En un primer momento nosotros, que sufrimos porque somos ofendidos por un hermano nuestro, tenemos que liberar nuestro corazón del veneno del resentimiento y de la venganza, incluso de la que se manifiesta solamente a través de los pensamientos y emociones, ya que cada deseo de facilitar el mal contamina nuestra alma, estando en oposición con la ley del amor y de la caridad. En un segundo momento, incluso habiendo perdonado a nuestro hermano, tenemos que hacerle comprender que se ha equivocado, practicando en lo que a él se refiere la corrección fraterna. Nuestro comportamiento no tendrá que ser nunca dulzón y, si es necesario, se tendrá que llegar incluso al alejamiento de él.

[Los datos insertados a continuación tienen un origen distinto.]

//! Matrix helpers.
//!
//! Thin wrappers around [cgmath] producing the matrices every demo feeds its shaders with.
//!
//! [cgmath]: https://crates.io/crates/cgmath

use cgmath::{Deg, Matrix, Matrix3, Matrix4, Point3, SquareMatrix, Vector3};

/// View matrix looking from `eye` at `center` (right-handed).
pub fn look_at(eye: Point3<f32>, center: Point3<f32>, up: Vector3<f32>) -> Matrix4<f32> {
  Matrix4::look_at_rh(eye, center, up)
}

/// Perspective projection; the field of view is vertical and in degrees.
pub fn perspective(fovy: f32, aspect: f32, near: f32, far: f32) -> Matrix4<f32> {
  cgmath::perspective(Deg(fovy), aspect, near, far)
}

/// Aspect ratio of a viewport. A zero height is treated as `1`.
pub fn aspect(width: u32, height: u32) -> f32 {
  width as f32 / height.max(1) as f32
}

/// Upper 3×3 part of a matrix.
pub fn mat3(m: &Matrix4<f32>) -> Matrix3<f32> {
  Matrix3::from_cols(m.x.truncate(), m.y.truncate(), m.z.truncate())
}

/// Normal matrix of a model-view matrix: the inverse-transpose of its upper 3×3 part.
///
/// Singular matrices (e.g. a zero scale) yield the identity.
pub fn normal_matrix(mv: &Matrix4<f32>) -> Matrix3<f32> {
  mat3(mv)
    .invert()
    .map(|m| m.transpose())
    .unwrap_or_else(Matrix3::identity)
}

#[cfg(test)]
mod tests {
  use super::*;
  use cgmath::{vec3, EuclideanSpace, Rad};

  #[test]
  fn aspect_ratios() {
    assert_eq!(aspect(1024, 512), 2.);
    assert_eq!(aspect(720, 0), 720.);
  }

  #[test]
  fn normal_matrix_of_a_scale() {
    let m = Matrix4::from_nonuniform_scale(2., 4., 1.);
    let n = normal_matrix(&m);

    assert_eq!(n, Matrix3::from_diagonal(vec3(0.5, 0.25, 1.)));
  }

  #[test]
  fn normal_matrix_of_a_rotation_is_the_rotation() {
    let r = Matrix4::from_angle_y(Rad(0.7f32));
    let n = normal_matrix(&r);
    let expected = mat3(&r);

    for c in 0..3 {
      for l in 0..3 {
        assert!((n[c][l] - expected[c][l]).abs() < 1e-6);
      }
    }
  }

  #[test]
  fn singular_matrices() {
    let m = Matrix4::from_scale(0.);
    assert_eq!(normal_matrix(&m), Matrix3::identity());
  }

  #[test]
  fn look_at_origin() {
    let view = look_at(Point3::new(0., 1., 4.), Point3::origin(), Vector3::unit_y());
    let p = view * Point3::origin().to_homogeneous();

    // the origin ends up straight ahead, 17.sqrt() away
    assert!(p.x.abs() < 1e-6);
    assert!((p.z + 17f32.sqrt()).abs() < 1e-5);
  }
}
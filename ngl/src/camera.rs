//! Cameras.
//!
//! Two ways of looking at a scene:
//!
//! - [`MouseOrbit`] spins and moves the whole scene with the mouse: left drag rotates, right drag
//!   pans and the wheel zooms. Its matrix is applied on top of the model matrices.
//! - [`FirstPersonCamera`] moves the eye itself, driven by the arrow keys and the mouse.

use cgmath::{Deg, InnerSpace, Matrix4, Point3, Vector3};

/// Scene rotation and translation driven by the mouse.
#[derive(Clone, Debug, PartialEq)]
pub struct MouseOrbit {
  /// Rotation around the X axis, in degrees.
  pub spin_x: f32,
  /// Rotation around the Y axis, in degrees.
  pub spin_y: f32,
  /// Translation of the scene.
  pub position: Vector3<f32>,
  /// Degrees of rotation per pixel of drag.
  pub rotation_factor: f32,
  /// Translation per pixel of drag.
  pub increment: f32,
  /// Translation per wheel step.
  pub zoom: f32,
  rotating: bool,
  translating: bool,
  last_rotation: [f32; 2],
  last_translation: [f32; 2],
  cursor: [f32; 2],
}

impl Default for MouseOrbit {
  fn default() -> Self {
    MouseOrbit {
      spin_x: 0.,
      spin_y: 0.,
      position: Vector3::new(0., 0., 0.),
      rotation_factor: 0.5,
      increment: 0.01,
      zoom: 0.1,
      rotating: false,
      translating: false,
      last_rotation: [0., 0.],
      last_translation: [0., 0.],
      cursor: [0., 0.],
    }
  }
}

impl MouseOrbit {
  /// Orbit with the default factors.
  pub fn new() -> Self {
    Self::default()
  }

  /// Start rotating from the current cursor position.
  pub fn start_rotation(&mut self) {
    self.rotating = true;
    self.last_rotation = self.cursor;
  }

  /// Stop rotating.
  pub fn stop_rotation(&mut self) {
    self.rotating = false;
  }

  /// Start translating from the current cursor position.
  pub fn start_translation(&mut self) {
    self.translating = true;
    self.last_translation = self.cursor;
  }

  /// Stop translating.
  pub fn stop_translation(&mut self) {
    self.translating = false;
  }

  /// Whether a rotation drag is in progress.
  pub fn is_rotating(&self) -> bool {
    self.rotating
  }

  /// Feed a new cursor position. Returns whether the orbit changed.
  pub fn cursor_moved(&mut self, x: f32, y: f32) -> bool {
    self.cursor = [x, y];

    if self.rotating {
      let [ox, oy] = self.last_rotation;
      self.spin_x += self.rotation_factor * (y - oy);
      self.spin_y += self.rotation_factor * (x - ox);
      self.last_rotation = self.cursor;
      true
    } else if self.translating {
      let [ox, oy] = self.last_translation;
      self.position.x += self.increment * (x - ox);
      self.position.y -= self.increment * (y - oy);
      self.last_translation = self.cursor;
      true
    } else {
      false
    }
  }

  /// Zoom by a wheel amount.
  pub fn scrolled(&mut self, amount: f32) {
    self.position.z += self.zoom * amount;
  }

  /// Bring spins and translation back to zero.
  pub fn reset(&mut self) {
    self.spin_x = 0.;
    self.spin_y = 0.;
    self.position = Vector3::new(0., 0., 0.);
  }

  /// Rotation `Ry · Rx` with the translation set to the orbit position.
  pub fn matrix(&self) -> Matrix4<f32> {
    let mut m = Matrix4::from_angle_y(Deg(self.spin_y)) * Matrix4::from_angle_x(Deg(self.spin_x));
    m.w = self.position.extend(1.);
    m
  }
}

/// Direction of a first person move.
#[derive(Clone, Copy, Debug, Eq, Hash, PartialEq)]
pub enum CameraMovement {
  /// Along the view direction.
  Forward,
  /// Against the view direction.
  Backward,
  /// To the left.
  Left,
  /// To the right.
  Right,
}

/// A first person camera.
///
/// The view direction is kept as yaw and pitch angles, in degrees.
#[derive(Clone, Debug, PartialEq)]
pub struct FirstPersonCamera {
  eye: Point3<f32>,
  front: Vector3<f32>,
  up: Vector3<f32>,
  right: Vector3<f32>,
  world_up: Vector3<f32>,
  yaw: f32,
  pitch: f32,
  zoom: f32,
  near: f32,
  far: f32,
  /// Units per second.
  pub speed: f32,
  /// Degrees per pixel of mouse movement.
  pub sensitivity: f32,
}

impl FirstPersonCamera {
  /// Create a camera at `eye` looking at `look`, with a vertical field of view in degrees.
  pub fn new(eye: Point3<f32>, look: Point3<f32>, up: Vector3<f32>, fov: f32) -> Self {
    let front = (look - eye).normalize();
    let yaw = front.z.atan2(front.x).to_degrees();
    let pitch = front.y.asin().to_degrees();

    let mut camera = FirstPersonCamera {
      eye,
      front,
      up,
      right: front.cross(up).normalize(),
      world_up: up,
      yaw,
      pitch,
      zoom: fov,
      near: 0.05,
      far: 350.,
      speed: 2.5,
      sensitivity: 0.1,
    };

    camera.update_vectors();
    camera
  }

  /// Set the near and far planes.
  pub fn set_clip_planes(&mut self, near: f32, far: f32) {
    self.near = near;
    self.far = far;
  }

  /// Position of the eye.
  pub fn eye(&self) -> Point3<f32> {
    self.eye
  }

  /// View direction.
  pub fn front(&self) -> Vector3<f32> {
    self.front
  }

  /// Field of view, in degrees.
  pub fn zoom(&self) -> f32 {
    self.zoom
  }

  /// Move along `direction` for `dt` seconds.
  pub fn process_key(&mut self, direction: CameraMovement, dt: f32) {
    match direction {
      CameraMovement::Forward => self.move_by(1., 0., dt),
      CameraMovement::Backward => self.move_by(-1., 0., dt),
      CameraMovement::Left => self.move_by(0., -1., dt),
      CameraMovement::Right => self.move_by(0., 1., dt),
    }
  }

  /// Move `forward` steps along the view direction and `sideways` steps to the right, scaled by
  /// the speed and `dt`.
  pub fn move_by(&mut self, forward: f32, sideways: f32, dt: f32) {
    let velocity = self.speed * dt;
    self.eye += self.front * velocity * forward;
    self.eye += self.right * velocity * sideways;
  }

  /// Turn the camera by a mouse movement, in pixels. The pitch is clamped to ±89°.
  pub fn process_mouse_movement(&mut self, dx: f32, dy: f32) {
    self.yaw += dx * self.sensitivity;
    self.pitch = (self.pitch + dy * self.sensitivity).max(-89.).min(89.);
    self.update_vectors();
  }

  /// Change the field of view by a wheel amount. It stays within `[1, 45]` degrees.
  pub fn process_mouse_scroll(&mut self, dy: f32) {
    self.zoom = (self.zoom - dy).max(1.).min(45.);
  }

  /// View matrix.
  pub fn view(&self) -> Matrix4<f32> {
    Matrix4::look_at_rh(self.eye, self.eye + self.front, self.up)
  }

  /// Projection matrix for an aspect ratio.
  pub fn projection(&self, aspect: f32) -> Matrix4<f32> {
    crate::math::perspective(self.zoom, aspect, self.near, self.far)
  }

  fn update_vectors(&mut self) {
    let (yaw, pitch) = (self.yaw.to_radians(), self.pitch.to_radians());

    self.front = Vector3::new(yaw.cos() * pitch.cos(), pitch.sin(), yaw.sin() * pitch.cos())
      .normalize();
    self.right = self.front.cross(self.world_up).normalize();
    self.up = self.right.cross(self.front).normalize();
  }
}

#[cfg(test)]
mod tests {
  use super::*;
  use cgmath::{SquareMatrix, Vector4};

  #[test]
  fn dragging_rotates() {
    let mut orbit = MouseOrbit::new();
    orbit.cursor_moved(100., 100.);
    orbit.start_rotation();

    assert!(orbit.cursor_moved(110., 90.));
    assert_eq!(orbit.spin_x, -5.);
    assert_eq!(orbit.spin_y, 5.);

    orbit.stop_rotation();
    assert!(!orbit.cursor_moved(0., 0.));
    assert_eq!(orbit.spin_y, 5.);
  }

  #[test]
  fn dragging_translates() {
    let mut orbit = MouseOrbit::new();
    orbit.cursor_moved(0., 0.);
    orbit.start_translation();
    orbit.cursor_moved(100., 50.);

    assert!((orbit.position.x - 1.).abs() < 1e-6);
    assert!((orbit.position.y + 0.5).abs() < 1e-6);
  }

  #[test]
  fn scrolling_and_reset() {
    let mut orbit = MouseOrbit::new();
    orbit.scrolled(1.);
    orbit.scrolled(1.);
    assert!((orbit.position.z - 0.2).abs() < 1e-6);

    orbit.spin_x = 30.;
    orbit.reset();
    assert_eq!(orbit, MouseOrbit::new());
    assert_eq!(orbit.matrix(), Matrix4::identity());
  }

  #[test]
  fn orbit_matrix_translation() {
    let mut orbit = MouseOrbit::new();
    orbit.spin_y = 90.;
    orbit.position = Vector3::new(0., 0., -1.);

    let p = orbit.matrix() * Vector4::new(1., 0., 0., 1.);
    assert!(p.x.abs() < 1e-6);
    assert!((p.z + 2.).abs() < 1e-6);
  }

  #[test]
  fn first_person_moves() {
    let mut camera = FirstPersonCamera::new(
      Point3::new(0., 0., 5.),
      Point3::new(0., 0., 0.),
      Vector3::unit_y(),
      45.,
    );

    camera.process_key(CameraMovement::Forward, 1.);
    assert!((camera.eye().z - 2.5).abs() < 1e-5);

    camera.process_key(CameraMovement::Right, 1.);
    assert!((camera.eye().x - 2.5).abs() < 1e-5);
  }

  #[test]
  fn pitch_and_zoom_are_clamped() {
    let mut camera = FirstPersonCamera::new(
      Point3::new(0., 0., 5.),
      Point3::new(0., 0., 0.),
      Vector3::unit_y(),
      45.,
    );

    camera.process_mouse_movement(0., 10_000.);
    assert!(camera.front().y < 1.);
    assert!((camera.front().y - 89f32.to_radians().sin()).abs() < 1e-5);

    camera.process_mouse_scroll(-10.);
    assert_eq!(camera.zoom(), 45.);
    camera.process_mouse_scroll(100.);
    assert_eq!(camera.zoom(), 1.);
  }
}
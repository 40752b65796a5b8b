//! Texture backend interface.

use crate::texture::{PixelFormat, Sampling, TextureError};

/// 2D texture support on the backend.
pub unsafe trait Texture {
  /// Backend representation of a texture.
  type TextureRepr;

  /// Create a 2D texture.
  ///
  /// When `texels` is `None`, storage is allocated but left uninitialized, which is what
  /// framebuffer attachments want.
  unsafe fn new_texture_2d(
    &mut self,
    size: [u32; 2],
    format: PixelFormat,
    texels: Option<&[u8]>,
    sampling: &Sampling,
  ) -> Result<Self::TextureRepr, TextureError>;

  /// Bind a texture to a texture unit.
  unsafe fn bind_texture(&mut self, texture: &Self::TextureRepr, unit: u32);
}
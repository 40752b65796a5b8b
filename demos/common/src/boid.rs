//! A boid, made of four triangles, drawn in white from a `simpleVAO`.
//!
//! The VAO is created by name through a [`VaoFactory`], the way every other kind of VAO is.

use crate::{
  shaders::BuiltinShader,
  shared::{begin_frame, load_mvp, setup_render_state, Handled, OrbitView, BOID},
  Backend, DemoError, Example, InputAction, LoopFeedback, PlatformServices,
};
use cgmath::Point3;
use ngl::{
  context::GraphicsContext,
  shader::ShaderLib,
  vao::{AbstractVao, AttribPointer, BindVao, Mode, VertexData},
  vao_factory::{names, VaoFactory},
};

pub struct LocalExample {
  view: OrbitView,
  shaders: ShaderLib<Backend>,
  boid: Box<dyn AbstractVao<Backend>>,
}

impl Example for LocalExample {
  fn bootstrap(
    _: &mut impl PlatformServices,
    context: &mut impl GraphicsContext<Backend = Backend>,
  ) -> Result<Self, DemoError> {
    setup_render_state(context);
    let backend = context.backend();

    let mut shaders = ShaderLib::new();
    BuiltinShader::Colour.load(&mut shaders, backend)?;
    shaders.use_program(backend, BuiltinShader::Colour.name())?;
    shaders.set_uniform(backend, "Colour", [1f32; 4])?;

    let factory = VaoFactory::new();
    let mut boid = factory.create_vao(backend, names::SIMPLE, Mode::Triangle)?;

    {
      let mut vao = boid.bind(backend);
      vao.set_data(VertexData::new(&BOID))?;
      vao.set_vertex_attribute_pointer(AttribPointer::floats(0, 3, 0, 0))?;
    }

    Ok(LocalExample {
      view: OrbitView::new(Point3::new(0., 1., 4.), 0.01, 350.),
      shaders,
      boid,
    })
  }

  fn render_frame(
    mut self,
    _: f32,
    actions: impl Iterator<Item = InputAction>,
    context: &mut impl GraphicsContext<Backend = Backend>,
  ) -> Result<LoopFeedback<Self>, DemoError> {
    for action in actions {
      if self.view.handle(&action, context) == Handled::Exit {
        return Ok(LoopFeedback::Exit);
      }
    }

    begin_frame(context, self.view.size());
    let backend = context.backend();

    self
      .shaders
      .use_program(backend, BuiltinShader::Colour.name())?;
    load_mvp(
      &mut self.shaders,
      backend,
      self.view.mouse_tx(),
      self.view.view,
      self.view.project(),
    )?;

    self.boid.bind(backend).draw()?;

    Ok(LoopFeedback::Continue(self))
  }
}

Por parte del hermano tiene que haber el compromiso de enmendarse, pero a través de nuestra acción tenemos que encauzarlo a poderse enmendar, a fin de que llegue a pedir perdón a Dios y a nosotros. El que ha ofendido se vuelve objeto de oración y de sufrimiento y tenemos que hacer todo lo posible para recuperar a nuestro hermano, sin cerrar los ojos a la gravedad de su falta. Incluso si eso comporta el nacimiento de tensiones y conflictos, lo que más nos debe importar es que se salve su alma. A esto podemos añadir lo que Nuestra Señora ha dicho muchas veces: la corrección fraterna, y por tanto el perdón, no tiene que ser ejercido solamente entre personas del mismo nivel, sino con todos, con los superiores y con los inferiores. No tenemos que bloquearnos delante de un superior que se equivoca: lo perdonamos, pero no podemos decir a través de nuestro comportamiento que no se ha equivocado, sólo porque es un superior nuestro; tenemos que practicar la corrección fraterna inculcando a la persona que se enmiende y que pida perdón.
Cada uno de nosotros tiene que invocar siempre la misericordia de Dios para nosotros y para nuestros hermanos y Dios ejerce su misericordia infinita solamente cuando el que ha pecado, incluso si ha cometido el pecado más grave, se comporta como el hijo pródigo, que vuelve a casa del padre y le dice: "Yo no soy digno de ser tu hijo, trátame como a uno de tus siervos y acéptame en tu casa".
El perdón es un compromiso fuerte y sólo el que ama verdaderamente es capaz de perdonar respetando la dinámica del perdón. La Madre de la Eucaristía, que conoce nuestras dificultades y debilidades, en una de las primeras cartas de Dios traída a nuestra comunidad, ha dado valiosas enseñanzas referente al perdón: "Cuando alguno os ofende y no sois capaces de perdonar, pensad cuantas veces Jesús ha sido ofendido y calumniado y ha perdonado siempre hasta en la Cruz, cuando dijo: "Padre, perdónales porque no saben lo que hacen". Os invito a orar, porque sólo con la oración se encuentra la fuerza de perdonar a los que hacen sufrir" (Carta de Dios del 26 de noviembre de 1988). Ésta es la enseñanza del Cristianismo, al que hemos sido llamados para dar testimonio; nos toca a nosotros comprometernos en ponerlo en práctica, guiados por la Palabra de Dios y sostenidos por su gracia.